[Saved entries]
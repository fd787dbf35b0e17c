//! 설정 관리 -- botstat.toml 파싱 및 런타임 설정
//!
//! [`BotstatConfig`]는 모든 모듈의 설정을 담는 최상위 구조체입니다.
//!
//! # 설정 로딩 우선순위
//! 1. CLI 인자 (최고 우선)
//! 2. 환경변수 (`BOTSTAT_SOURCE_ACCESS_LOG=/var/log/nginx/access.log` 형식)
//! 3. 설정 파일 (`botstat.toml`)
//! 4. 기본값 (`Default` 구현)
//!
//! # 사용 예시
//! ```no_run
//! # async fn example() -> Result<(), botstat_core::error::BotstatError> {
//! use botstat_core::config::BotstatConfig;
//!
//! // 파일에서 로드 + 환경변수 오버라이드
//! let config = BotstatConfig::load("botstat.toml").await?;
//!
//! // TOML 문자열에서 직접 파싱
//! let config = BotstatConfig::parse("[general]\nlog_level = \"debug\"")?;
//! # Ok(())
//! # }
//! ```

use std::path::Path;

use serde::{Deserialize, Serialize};
use tracing::{debug, warn};

use crate::error::{BotstatError, ConfigError};
use crate::types::{BotEntry, ServerType};

/// 설정 파일을 명시하지 않았을 때 찾는 경로
pub const DEFAULT_CONFIG_PATH: &str = "/etc/botstat.toml";

/// botstat 통합 설정
///
/// `botstat.toml` 파일의 최상위 구조를 나타냅니다.
#[derive(Debug, Clone, Default, Serialize, Deserialize)]
pub struct BotstatConfig {
    /// 일반 설정
    #[serde(default)]
    pub general: GeneralConfig,
    /// 로그 소스 설정
    #[serde(default)]
    pub source: SourceConfig,
    /// 날짜 필터 설정
    #[serde(default)]
    pub filter: FilterConfig,
    /// 봇 카탈로그 (비어 있으면 내장 카탈로그 사용, 선언 순서대로 매칭)
    #[serde(default, skip_serializing_if = "Vec::is_empty")]
    pub bots: Vec<BotEntry>,
}

impl BotstatConfig {
    /// TOML 파일에서 설정을 로드하고 환경변수 오버라이드를 적용합니다.
    ///
    /// 설정 로딩 순서:
    /// 1. TOML 파일 파싱
    /// 2. 환경변수 오버라이드 적용
    /// 3. 유효성 검증
    pub async fn load(path: impl AsRef<Path>) -> Result<Self, BotstatError> {
        let mut config = Self::from_file(path).await?;
        config.apply_env_overrides();
        config.validate()?;
        Ok(config)
    }

    /// 설정 파일이 없으면 기본값에서 시작합니다.
    ///
    /// 기본 경로([`DEFAULT_CONFIG_PATH`])처럼 선택적인 설정 파일에 사용합니다.
    /// 파일이 존재하지만 읽을 수 없거나 형식이 잘못된 경우는 에러입니다.
    pub async fn load_or_default(path: impl AsRef<Path>) -> Result<Self, BotstatError> {
        let path = path.as_ref();
        let mut config = match Self::from_file(path).await {
            Ok(config) => config,
            Err(BotstatError::Config(ConfigError::FileNotFound { .. })) => {
                debug!(path = %path.display(), "config file not found, using defaults");
                Self::default()
            }
            Err(e) => return Err(e),
        };
        config.apply_env_overrides();
        config.validate()?;
        Ok(config)
    }

    /// TOML 파일에서 설정을 로드합니다 (환경변수 오버라이드 없음).
    pub async fn from_file(path: impl AsRef<Path>) -> Result<Self, BotstatError> {
        let path = path.as_ref();
        let content = tokio::fs::read_to_string(path).await.map_err(|e| {
            if e.kind() == std::io::ErrorKind::NotFound {
                BotstatError::Config(ConfigError::FileNotFound {
                    path: path.display().to_string(),
                })
            } else {
                BotstatError::Io(e)
            }
        })?;
        let config = Self::parse(&content)?;
        config.validate()?;
        Ok(config)
    }

    /// TOML 문자열에서 설정을 파싱합니다.
    pub fn parse(toml_str: &str) -> Result<Self, BotstatError> {
        toml::from_str(toml_str).map_err(|e| {
            BotstatError::Config(ConfigError::ParseFailed {
                reason: e.to_string(),
            })
        })
    }

    /// 환경변수로 설정값을 오버라이드합니다.
    ///
    /// 환경변수 네이밍 규칙: `BOTSTAT_{SECTION}_{FIELD}`
    /// 예: `BOTSTAT_FILTER_DAY_START=7`
    pub fn apply_env_overrides(&mut self) {
        // General
        override_string(&mut self.general.log_level, "BOTSTAT_GENERAL_LOG_LEVEL");
        override_string(&mut self.general.log_format, "BOTSTAT_GENERAL_LOG_FORMAT");

        // Source
        override_server_type(&mut self.source.server_type, "BOTSTAT_SOURCE_SERVER_TYPE");
        override_opt_string(&mut self.source.access_log, "BOTSTAT_SOURCE_ACCESS_LOG");
        override_opt_string(&mut self.source.log_format, "BOTSTAT_SOURCE_LOG_FORMAT");
        override_opt_string(&mut self.source.nginx_config, "BOTSTAT_SOURCE_NGINX_CONFIG");
        override_string(&mut self.source.nginx_binary, "BOTSTAT_SOURCE_NGINX_BINARY");
        override_u64(
            &mut self.source.discovery_timeout_secs,
            "BOTSTAT_SOURCE_DISCOVERY_TIMEOUT_SECS",
        );
        override_opt_string(
            &mut self.source.access_log_choice,
            "BOTSTAT_SOURCE_ACCESS_LOG_CHOICE",
        );

        // Filter
        override_opt_string(&mut self.filter.date_start, "BOTSTAT_FILTER_DATE_START");
        override_opt_u32(&mut self.filter.day_start, "BOTSTAT_FILTER_DAY_START");
    }

    /// 설정값의 유효성을 검증합니다.
    pub fn validate(&self) -> Result<(), BotstatError> {
        // log_level 검증
        let valid_levels = ["trace", "debug", "info", "warn", "error"];
        if !valid_levels.contains(&self.general.log_level.as_str()) {
            return Err(ConfigError::InvalidValue {
                field: "general.log_level".to_owned(),
                reason: format!("must be one of: {}", valid_levels.join(", ")),
            }
            .into());
        }

        // log_format 검증
        let valid_formats = ["pretty", "json", "compact"];
        if !valid_formats.contains(&self.general.log_format.as_str()) {
            return Err(ConfigError::InvalidValue {
                field: "general.log_format".to_owned(),
                reason: format!("must be one of: {}", valid_formats.join(", ")),
            }
            .into());
        }

        if self.source.nginx_binary.trim().is_empty() {
            return Err(ConfigError::InvalidValue {
                field: "source.nginx_binary".to_owned(),
                reason: "must not be empty".to_owned(),
            }
            .into());
        }

        if self.source.discovery_timeout_secs == 0 {
            return Err(ConfigError::InvalidValue {
                field: "source.discovery_timeout_secs".to_owned(),
                reason: "must be greater than 0".to_owned(),
            }
            .into());
        }

        // 빈 시그니처는 모든 User-Agent에 매칭되므로 허용하지 않음
        for (idx, bot) in self.bots.iter().enumerate() {
            if bot.signature.trim().is_empty() || bot.name.trim().is_empty() {
                return Err(ConfigError::InvalidValue {
                    field: format!("bots[{idx}]"),
                    reason: "signature and name must not be empty".to_owned(),
                }
                .into());
            }
        }

        Ok(())
    }
}

/// 일반 설정
#[derive(Debug, Clone, Serialize, Deserialize)]
#[serde(default)]
pub struct GeneralConfig {
    /// 로그 레벨 (trace, debug, info, warn, error)
    pub log_level: String,
    /// 로그 형식 (pretty, json, compact)
    pub log_format: String,
}

impl Default for GeneralConfig {
    fn default() -> Self {
        Self {
            log_level: "warn".to_owned(),
            log_format: "pretty".to_owned(),
        }
    }
}

/// 로그 소스 설정
#[derive(Debug, Clone, Serialize, Deserialize)]
#[serde(default)]
pub struct SourceConfig {
    /// 웹 서버 종류 (nginx, apache)
    pub server_type: ServerType,
    /// 접근 로그 경로 (`-`는 표준 입력)
    pub access_log: Option<String>,
    /// 로그 포맷 (프리셋 이름 또는 템플릿 문자열)
    pub log_format: Option<String>,
    /// nginx 설정 파일 경로 (없으면 nginx 바이너리에 질의)
    pub nginx_config: Option<String>,
    /// nginx 바이너리 이름 또는 경로
    pub nginx_binary: String,
    /// `nginx -V` 실행 대기 한도 (초)
    pub discovery_timeout_secs: u64,
    /// 접근 로그가 여러 개일 때 선택 (1부터 시작하는 번호 또는 경로)
    pub access_log_choice: Option<String>,
}

impl Default for SourceConfig {
    fn default() -> Self {
        Self {
            server_type: ServerType::Nginx,
            access_log: None,
            log_format: None,
            nginx_config: None,
            nginx_binary: "nginx".to_owned(),
            discovery_timeout_secs: 5,
            access_log_choice: None,
        }
    }
}

/// 날짜 필터 설정
///
/// 둘 다 지정되면 `date_start`가 우선합니다.
#[derive(Debug, Clone, Default, Serialize, Deserialize)]
#[serde(default)]
pub struct FilterConfig {
    /// 집계 시작 날짜 (예: `2018/03/21`)
    pub date_start: Option<String>,
    /// 오늘로부터 며칠 전부터 집계할지
    pub day_start: Option<u32>,
}

// --- 환경변수 오버라이드 헬퍼 ---

fn override_string(target: &mut String, env_key: &str) {
    if let Ok(val) = std::env::var(env_key) {
        *target = val;
    }
}

fn override_opt_string(target: &mut Option<String>, env_key: &str) {
    if let Ok(val) = std::env::var(env_key) {
        *target = if val.is_empty() { None } else { Some(val) };
    }
}

fn override_u64(target: &mut u64, env_key: &str) {
    if let Ok(val) = std::env::var(env_key) {
        match val.parse::<u64>() {
            Ok(parsed) => *target = parsed,
            Err(_) => warn!(
                env_key,
                value = val.as_str(),
                "failed to parse u64 from env var, ignoring"
            ),
        }
    }
}

fn override_opt_u32(target: &mut Option<u32>, env_key: &str) {
    if let Ok(val) = std::env::var(env_key) {
        match val.parse::<u32>() {
            Ok(parsed) => *target = Some(parsed),
            Err(_) => warn!(
                env_key,
                value = val.as_str(),
                "failed to parse u32 from env var, ignoring"
            ),
        }
    }
}

fn override_server_type(target: &mut ServerType, env_key: &str) {
    if let Ok(val) = std::env::var(env_key) {
        match val.parse::<ServerType>() {
            Ok(parsed) => *target = parsed,
            Err(reason) => warn!(
                env_key,
                value = val.as_str(),
                reason = reason.as_str(),
                "failed to parse server type from env var, ignoring"
            ),
        }
    }
}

What is needed.
Only the count is wanted. Count the lines of the data above that include the string "Some".

Response.
2